//! Company profile and rate card.

use axum::{extract::State, response::IntoResponse, Json};
use chrono::{DateTime, Utc};
use rust_decimal::Decimal;
use sqlx::{types::Json as SqlJson, PgPool};
use std::collections::BTreeMap;
use std::sync::Arc;
use uuid::Uuid;

use super::trimmed;
use crate::api::DataResponse;
use crate::app::AppState;
use crate::auth::RequireTenant;
use crate::domain::companies::{
    CompanyRates, CompanyRatesResponse, CompanyResponse, MarginConfig, OverheadConfig,
    UpdateCompanyRequest, UserRole,
};
use crate::domain::{decimal_to_f64, f64_to_decimal};
use crate::error::ApiError;

#[derive(Debug, sqlx::FromRow)]
pub(crate) struct CompanyRow {
    pub id: Uuid,
    pub name: String,
    pub address: Option<String>,
    pub city: Option<String>,
    pub state: Option<String>,
    pub zip: Option<String>,
    pub phone: Option<String>,
    pub email: Option<String>,
    pub website: Option<String>,
    pub created_at: DateTime<Utc>,
    pub updated_at: DateTime<Utc>,
}

impl CompanyRow {
    /// Street address followed by "City, ST 00000", skipping blanks
    pub fn address_lines(&self) -> Vec<String> {
        let mut lines = Vec::new();
        if let Some(address) = self.address.as_deref().filter(|a| !a.trim().is_empty()) {
            lines.push(address.trim().to_string());
        }
        let city_state = [self.city.as_deref(), self.state.as_deref()]
            .into_iter()
            .flatten()
            .map(str::trim)
            .filter(|s| !s.is_empty())
            .collect::<Vec<_>>()
            .join(", ");
        let last = match self.zip.as_deref().map(str::trim).filter(|z| !z.is_empty()) {
            Some(zip) if !city_state.is_empty() => format!("{} {}", city_state, zip),
            Some(zip) => zip.to_string(),
            None => city_state,
        };
        if !last.is_empty() {
            lines.push(last);
        }
        lines
    }
}

impl From<CompanyRow> for CompanyResponse {
    fn from(row: CompanyRow) -> Self {
        Self {
            id: row.id,
            name: row.name,
            address: row.address,
            city: row.city,
            state: row.state,
            zip: row.zip,
            phone: row.phone,
            email: row.email,
            website: row.website,
            created_at: row.created_at,
            updated_at: row.updated_at,
        }
    }
}

const COMPANY_COLUMNS: &str =
    "id, name, address, city, state, zip, phone, email, website, created_at, updated_at";

pub(crate) async fn fetch_company(db: &PgPool, company_id: Uuid) -> Result<CompanyRow, ApiError> {
    sqlx::query_as(&format!(
        "SELECT {} FROM companies WHERE id = $1",
        COMPANY_COLUMNS
    ))
    .bind(company_id)
    .fetch_optional(db)
    .await?
    .ok_or_else(|| ApiError::not_found("Company not found"))
}

#[derive(Debug, sqlx::FromRow)]
struct RatesRow {
    company_id: Uuid,
    labor_rate_json: SqlJson<BTreeMap<String, f64>>,
    equipment_rate_json: SqlJson<BTreeMap<String, f64>>,
    overhead_json: SqlJson<OverheadConfig>,
    margin_json: SqlJson<MarginConfig>,
    sales_tax_percent: Option<Decimal>,
    updated_at: DateTime<Utc>,
}

impl RatesRow {
    fn rates(self) -> CompanyRates {
        CompanyRates {
            labor_rates: self.labor_rate_json.0,
            equipment_rates: self.equipment_rate_json.0,
            overhead: self.overhead_json.0,
            margin: self.margin_json.0,
            sales_tax_percent: self.sales_tax_percent.map(decimal_to_f64),
        }
    }
}

const RATES_COLUMNS: &str = "company_id, labor_rate_json, equipment_rate_json, overhead_json, \
     margin_json, sales_tax_percent, updated_at";

/// The company's rate card, if one has been saved
pub(crate) async fn load_company_rates(
    db: &PgPool,
    company_id: Uuid,
) -> Result<Option<CompanyRates>, ApiError> {
    let row: Option<RatesRow> = sqlx::query_as(&format!(
        "SELECT {} FROM company_rates WHERE company_id = $1",
        RATES_COLUMNS
    ))
    .bind(company_id)
    .fetch_optional(db)
    .await?;

    Ok(row.map(RatesRow::rates))
}

fn require_admin(role: UserRole) -> Result<(), ApiError> {
    if role == UserRole::Admin {
        Ok(())
    } else {
        Err(ApiError::forbidden("Only company admins can change company settings"))
    }
}

/// GET /company
pub async fn get_company(
    State(state): State<Arc<AppState>>,
    tenant: RequireTenant,
) -> Result<impl IntoResponse, ApiError> {
    let row = fetch_company(&state.db, tenant.company_id).await?;
    Ok(Json(DataResponse::new(CompanyResponse::from(row))))
}

/// PUT /company
pub async fn update_company(
    State(state): State<Arc<AppState>>,
    tenant: RequireTenant,
    Json(req): Json<UpdateCompanyRequest>,
) -> Result<impl IntoResponse, ApiError> {
    require_admin(tenant.role)?;
    if matches!(req.name.as_deref(), Some(name) if name.trim().is_empty()) {
        return Err(ApiError::bad_request("Company name cannot be blank"));
    }

    let row: CompanyRow = sqlx::query_as(&format!(
        r#"
        UPDATE companies SET
            name = COALESCE($2, name),
            address = COALESCE($3, address),
            city = COALESCE($4, city),
            state = COALESCE($5, state),
            zip = COALESCE($6, zip),
            phone = COALESCE($7, phone),
            email = COALESCE($8, email),
            website = COALESCE($9, website),
            updated_at = NOW()
        WHERE id = $1
        RETURNING {}
        "#,
        COMPANY_COLUMNS
    ))
    .bind(tenant.company_id)
    .bind(trimmed(req.name))
    .bind(trimmed(req.address))
    .bind(trimmed(req.city))
    .bind(trimmed(req.state))
    .bind(trimmed(req.zip))
    .bind(trimmed(req.phone))
    .bind(trimmed(req.email))
    .bind(trimmed(req.website))
    .fetch_optional(&state.db)
    .await?
    .ok_or_else(|| ApiError::not_found("Company not found"))?;

    tracing::info!(
        user_id = %tenant.user_id,
        company_id = %tenant.company_id,
        "Company profile updated"
    );

    Ok(Json(DataResponse::new(CompanyResponse::from(row))))
}

/// GET /company/rates
pub async fn get_company_rates(
    State(state): State<Arc<AppState>>,
    tenant: RequireTenant,
) -> Result<impl IntoResponse, ApiError> {
    let row: RatesRow = sqlx::query_as(&format!(
        "SELECT {} FROM company_rates WHERE company_id = $1",
        RATES_COLUMNS
    ))
    .bind(tenant.company_id)
    .fetch_optional(&state.db)
    .await?
    .ok_or_else(|| ApiError::not_found("No rates configured for this company"))?;

    let company_id = row.company_id;
    let updated_at = row.updated_at;
    Ok(Json(DataResponse::new(CompanyRatesResponse {
        company_id,
        rates: row.rates(),
        updated_at,
    })))
}

/// PUT /company/rates
///
/// Replaces the whole rate card.
pub async fn upsert_company_rates(
    State(state): State<Arc<AppState>>,
    tenant: RequireTenant,
    Json(rates): Json<CompanyRates>,
) -> Result<impl IntoResponse, ApiError> {
    require_admin(tenant.role)?;
    rates.validate().map_err(ApiError::bad_request)?;

    let sales_tax = match rates.sales_tax_percent {
        Some(v) => Some(
            f64_to_decimal(v).ok_or_else(|| ApiError::bad_request("sales_tax_percent is not a number"))?,
        ),
        None => None,
    };

    let row: RatesRow = sqlx::query_as(&format!(
        r#"
        INSERT INTO company_rates (company_id, labor_rate_json, equipment_rate_json,
                                   overhead_json, margin_json, sales_tax_percent)
        VALUES ($1, $2, $3, $4, $5, $6)
        ON CONFLICT (company_id) DO UPDATE SET
            labor_rate_json = EXCLUDED.labor_rate_json,
            equipment_rate_json = EXCLUDED.equipment_rate_json,
            overhead_json = EXCLUDED.overhead_json,
            margin_json = EXCLUDED.margin_json,
            sales_tax_percent = EXCLUDED.sales_tax_percent,
            updated_at = NOW()
        RETURNING {}
        "#,
        RATES_COLUMNS
    ))
    .bind(tenant.company_id)
    .bind(SqlJson(&rates.labor_rates))
    .bind(SqlJson(&rates.equipment_rates))
    .bind(SqlJson(&rates.overhead))
    .bind(SqlJson(&rates.margin))
    .bind(sales_tax)
    .fetch_one(&state.db)
    .await?;

    tracing::info!(
        user_id = %tenant.user_id,
        company_id = %tenant.company_id,
        labor_trades = rates.labor_rates.len(),
        equipment = rates.equipment_rates.len(),
        "Company rates saved"
    );

    let company_id = row.company_id;
    let updated_at = row.updated_at;
    Ok(Json(DataResponse::new(CompanyRatesResponse {
        company_id,
        rates: row.rates(),
        updated_at,
    })))
}

#[cfg(test)]
mod tests {
    use super::*;

    fn company(address: Option<&str>, city: Option<&str>, state: Option<&str>, zip: Option<&str>) -> CompanyRow {
        CompanyRow {
            id: Uuid::new_v4(),
            name: "Acme Builders".to_string(),
            address: address.map(str::to_string),
            city: city.map(str::to_string),
            state: state.map(str::to_string),
            zip: zip.map(str::to_string),
            phone: None,
            email: None,
            website: None,
            created_at: Utc::now(),
            updated_at: Utc::now(),
        }
    }

    #[test]
    fn address_lines_join_city_state_zip() {
        let row = company(Some("12 Main St"), Some("Fresno"), Some("CA"), Some("93721"));
        assert_eq!(row.address_lines(), vec!["12 Main St", "Fresno, CA 93721"]);
    }

    #[test]
    fn address_lines_skip_blanks() {
        let row = company(Some("  "), None, Some("CA"), None);
        assert_eq!(row.address_lines(), vec!["CA"]);
        assert!(company(None, None, None, None).address_lines().is_empty());
    }

    #[test]
    fn only_admins_change_settings() {
        assert!(require_admin(UserRole::Admin).is_ok());
        assert!(matches!(require_admin(UserRole::Estimator), Err(ApiError::Forbidden(_))));
    }
}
========
▶ [What is required] Filter the entries by the string "OverheadConfig" and copy each matching line.

▶ [Worked solution]
    CompanyRates, CompanyRatesResponse, CompanyResponse, MarginConfig, OverheadConfig,
    overhead_json: SqlJson<OverheadConfig>,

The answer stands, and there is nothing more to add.